A ce que je sache, il n’y pas d’opposant en exil. Il n’y a pas de prisonnier politique au Bénin. Ça fait longtemps que nous avons rompu avec ça.

 Le Bénin a été à l’origine des conférences nationales en Afrique. Le Bénin est un pays démocratique. Je pense aussi que les autres pays vont imiter cela. Pas d’opposant en prison ! Pas d’opposant en exil ! Talon roi du coton. Aujourd’hui, Talon président de la République. Dans quel habit vous vous sentez à l’aise ?

Président de la République pour l’heure. C’est la phase dans laquelle je suis. Je fais tout avec passion et détermination. J’ai été opérateur économique avec une grande volonté de réussir. Ce qui me motive, c’est le succès. Cette motivation est la même dans ma fonction de président de la République. Je fais tout pour réussir. Réussir, c’est transformer mon pays, réussir à donner une autre dynamique, vaincre la pauvreté. Ce n’est pas du jour au lendemain qu’on peut changer le sort de tout le monde, passer de la pauvreté à l’aisance. Non ! Mais nous pouvons aborder une autre phase de la vie du Bénin, c‘est-à-dire celle dans laquelle le Bénin peut espérer pour chacun des siens et ses enfants pour sortir de la pauvreté. Je m’y emploie.

  Votre exemple personnel par rapport à la jeunesse ? Que ça soit la jeunesse du Bénin, que ça soit la jeunesse de l’Afrique.

Moi, j’ai eu une enfance et une jeunesse heureuse. Parce que de notre temps, l’espoir était permis. C’est cela qui fait défaut aujourd’hui. Jeune, on est rempli de talents, d’ambitions et de volonté. On n’apprécie pas beaucoup le risque. Autant de choses qui permettent l’excellence. Il faut donc que le Bénin redonne espoir à la jeunesse afin que celle-ci s’exprime sans limite dans tout ce qui relève de son potentiel.

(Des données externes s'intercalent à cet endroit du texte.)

use std::error::Error;
use std::fmt;

use serde::{Deserialize, Serialize};

/// Protocol family of an endpoint. Decides wire format and auth defaults.
#[derive(Debug, Clone, Copy, PartialEq, Eq, Hash, Serialize, Deserialize)]
#[serde(rename_all = "lowercase")]
pub enum ApiFamily {
    /// OpenAI-compatible (includes deepseek, grok, qwen and friends).
    OpenAI,
    Claude,
    Gemini,
}

impl ApiFamily {
    pub fn as_str(self) -> &'static str {
        match self {
            ApiFamily::OpenAI => "openai",
            ApiFamily::Claude => "claude",
            ApiFamily::Gemini => "gemini",
        }
    }

    pub fn parse(value: &str) -> Option<Self> {
        match value.trim().to_ascii_lowercase().as_str() {
            "openai" => Some(ApiFamily::OpenAI),
            "claude" => Some(ApiFamily::Claude),
            "gemini" => Some(ApiFamily::Gemini),
            _ => None,
        }
    }
}

/// Endpoint variant within a family. Decides path and data-format variant.
#[derive(Debug, Clone, Copy, PartialEq, Eq, Hash, Serialize, Deserialize)]
#[serde(rename_all = "lowercase")]
pub enum EndpointKind {
    Chat,
    Cli,
    Video,
    Image,
}

impl EndpointKind {
    pub fn as_str(self) -> &'static str {
        match self {
            EndpointKind::Chat => "chat",
            EndpointKind::Cli => "cli",
            EndpointKind::Video => "video",
            EndpointKind::Image => "image",
        }
    }

    pub fn parse(value: &str) -> Option<Self> {
        match value.trim().to_ascii_lowercase().as_str() {
            "chat" => Some(EndpointKind::Chat),
            "cli" => Some(EndpointKind::Cli),
            "video" => Some(EndpointKind::Video),
            "image" => Some(EndpointKind::Image),
            _ => None,
        }
    }
}

/// How upstream auth headers are constructed.
#[derive(Debug, Clone, Copy, PartialEq, Eq, Hash, Serialize, Deserialize)]
#[serde(rename_all = "snake_case")]
pub enum AuthMethod {
    /// `Authorization: Bearer {token}`
    Bearer,
    /// `x-api-key: {key}`
    ApiKey,
    /// `x-goog-api-key: {key}`
    GoogApiKey,
    /// Google OAuth2 / service account; bearer on the upstream side.
    Oauth2,
    /// `?key={key}`; emitted upstream as `x-goog-api-key`.
    QueryKey,
}

/// Functional category of an inbound request, independent of family.
#[derive(Debug, Clone, Copy, PartialEq, Eq, Hash, Serialize, Deserialize)]
#[serde(rename_all = "lowercase")]
pub enum EndpointType {
    Chat,
    Video,
    Files,
    Image,
    Audio,
    Embedding,
    Models,
}

#[derive(Debug, Clone, PartialEq, Eq)]
pub struct SignatureError {
    pub value: String,
}

impl SignatureError {
    pub fn kind(&self) -> &'static str {
        "invalid_signature"
    }
}

impl fmt::Display for SignatureError {
    fn fmt(&self, f: &mut fmt::Formatter<'_>) -> fmt::Result {
        write!(f, "invalid endpoint signature: {:?}", self.value)
    }
}

impl Error for SignatureError {}

/// Structured `(family, kind)` identity of an endpoint variant.
///
/// The canonical string form is `family:kind`, all lowercase; it is the key
/// used wherever a JSON map, metrics label or log line needs a format id.
#[derive(Debug, Clone, Copy, PartialEq, Eq, Hash, Serialize, Deserialize)]
pub struct EndpointSignature {
    pub api_family: ApiFamily,
    pub endpoint_kind: EndpointKind,
}

impl EndpointSignature {
    pub const fn new(api_family: ApiFamily, endpoint_kind: EndpointKind) -> Self {
        Self {
            api_family,
            endpoint_kind,
        }
    }

    pub fn key(&self) -> String {
        make_signature_key(self.api_family, self.endpoint_kind)
    }

    pub fn is_cli(&self) -> bool {
        self.endpoint_kind == EndpointKind::Cli
    }

    /// CLI variants share the chat data path; everything else maps to itself.
    pub fn base(&self) -> EndpointSignature {
        if self.endpoint_kind == EndpointKind::Cli {
            EndpointSignature::new(self.api_family, EndpointKind::Chat)
        } else {
            *self
        }
    }
}

impl fmt::Display for EndpointSignature {
    fn fmt(&self, f: &mut fmt::Formatter<'_>) -> fmt::Result {
        write!(f, "{}:{}", self.api_family.as_str(), self.endpoint_kind.as_str())
    }
}

pub fn make_signature_key(api_family: ApiFamily, endpoint_kind: EndpointKind) -> String {
    format!("{}:{}", api_family.as_str(), endpoint_kind.as_str())
}

/// Parse a signature key. Case-insensitive, whitespace-tolerant.
pub fn parse_signature_key(value: &str) -> Result<EndpointSignature, SignatureError> {
    let raw = value.trim();
    let invalid = || SignatureError {
        value: value.to_string(),
    };
    let (fam_raw, kind_raw) = raw.split_once(':').ok_or_else(invalid)?;
    let api_family = ApiFamily::parse(fam_raw).ok_or_else(invalid)?;
    let endpoint_kind = EndpointKind::parse(kind_raw).ok_or_else(invalid)?;
    Ok(EndpointSignature::new(api_family, endpoint_kind))
}

/// Normalize case/whitespace to the canonical lowercase `family:kind`.
pub fn normalize_signature_key(value: &str) -> Result<String, SignatureError> {
    parse_signature_key(value).map(|sig| sig.key())
}

pub fn is_cli_format(value: &str) -> bool {
    parse_signature_key(value).map(|sig| sig.is_cli()).unwrap_or(false)
}

pub fn is_same_format(a: &str, b: &str) -> bool {
    match (parse_signature_key(a), parse_signature_key(b)) {
        (Ok(a), Ok(b)) => a == b,
        _ => false,
    }
}

#[cfg(test)]
mod tests {
    use super::*;

    #[test]
    fn make_key_is_canonical() {
        assert_eq!(
            make_signature_key(ApiFamily::OpenAI, EndpointKind::Chat),
            "openai:chat"
        );
    }

    #[test]
    fn parse_roundtrip() {
        let sig = parse_signature_key("OpenAI:CHAT").unwrap();
        assert_eq!(sig.api_family, ApiFamily::OpenAI);
        assert_eq!(sig.endpoint_kind, EndpointKind::Chat);
        assert_eq!(sig.key(), "openai:chat");
        assert_eq!(parse_signature_key(&sig.key()).unwrap(), sig);
    }

    #[test]
    fn parse_rejects_missing_separator_and_unknown_parts() {
        assert!(parse_signature_key("OPENAI").is_err());
        assert!(parse_signature_key("mistral:chat").is_err());
        assert!(parse_signature_key("openai:speech").is_err());
        assert_eq!(parse_signature_key("").unwrap_err().kind(), "invalid_signature");
    }

    #[test]
    fn normalize_strips_case_and_whitespace() {
        assert_eq!(
            normalize_signature_key("  Gemini:VIDEO  ").unwrap(),
            "gemini:video"
        );
    }

    #[test]
    fn cli_base_maps_to_chat() {
        let cli = parse_signature_key("claude:cli").unwrap();
        assert!(cli.is_cli());
        assert_eq!(cli.base().key(), "claude:chat");
        let chat = parse_signature_key("openai:chat").unwrap();
        assert_eq!(chat.base(), chat);
    }
}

Malheureusement, ce n’est pas le cas. Mais nous œuvrons à redonner espoir à la jeunesse afin qu’elle puisse conduire le développement du pays comme c’est le cas partout dans le monde.

 Monsieur le président, quand il vous restera un jour à la présidence et que vous ferez une offre d’emploi, je vais me présenter comme candidat conseillé. Monsieur le président ! Votre mot de la fin.

Le besoin de réforme, je parle de cela sans me lasser parce que c’est la seule chose qui permettra aux pays africains de sortir de la pauvreté, d’amorcer enfin une phase de développement, de prospérité socioéconomique. Vous savez, j’aime bien le dire, nous les Africains, nous sommes pareils aux autres. Nous pouvons donner le meilleur de nous-mêmes. Nous pouvons même être meilleurs que les autres. Mais, il se fait que c’est en dehors du continent que cela se constate. La raison est très simple. Dans nos pays, la gouvernance est le seul facteur négatif de l’état dans lequel sont nos pays. Ce n’est pas la qualité des africains pris individuellement. Donc, il faut reformer nos pays en reformant la gouvernance. Et ça, je ne manque aucune occasion pour parler du bien-fondé des réformes. D’ailleurs, le monde progresse par des réformes. Le peuple de Dieu a progressé avec des réformes. Jésus est un réformateur. Il a remis en cause les concepts de l’ancien testament. De ce fait, il faut que les chrétiens aussi fassent la promotion des réformes dans leurs pays. Parce que l’église catholique, telle qu’elle est aujourd’hui, on voit bien que ce n’est pas ce qu’elle était au début. Donc, les réformes concourent au progrès de l’humanité, au progrès de la foi et au progrès de la créature de Dieu que nous sommes.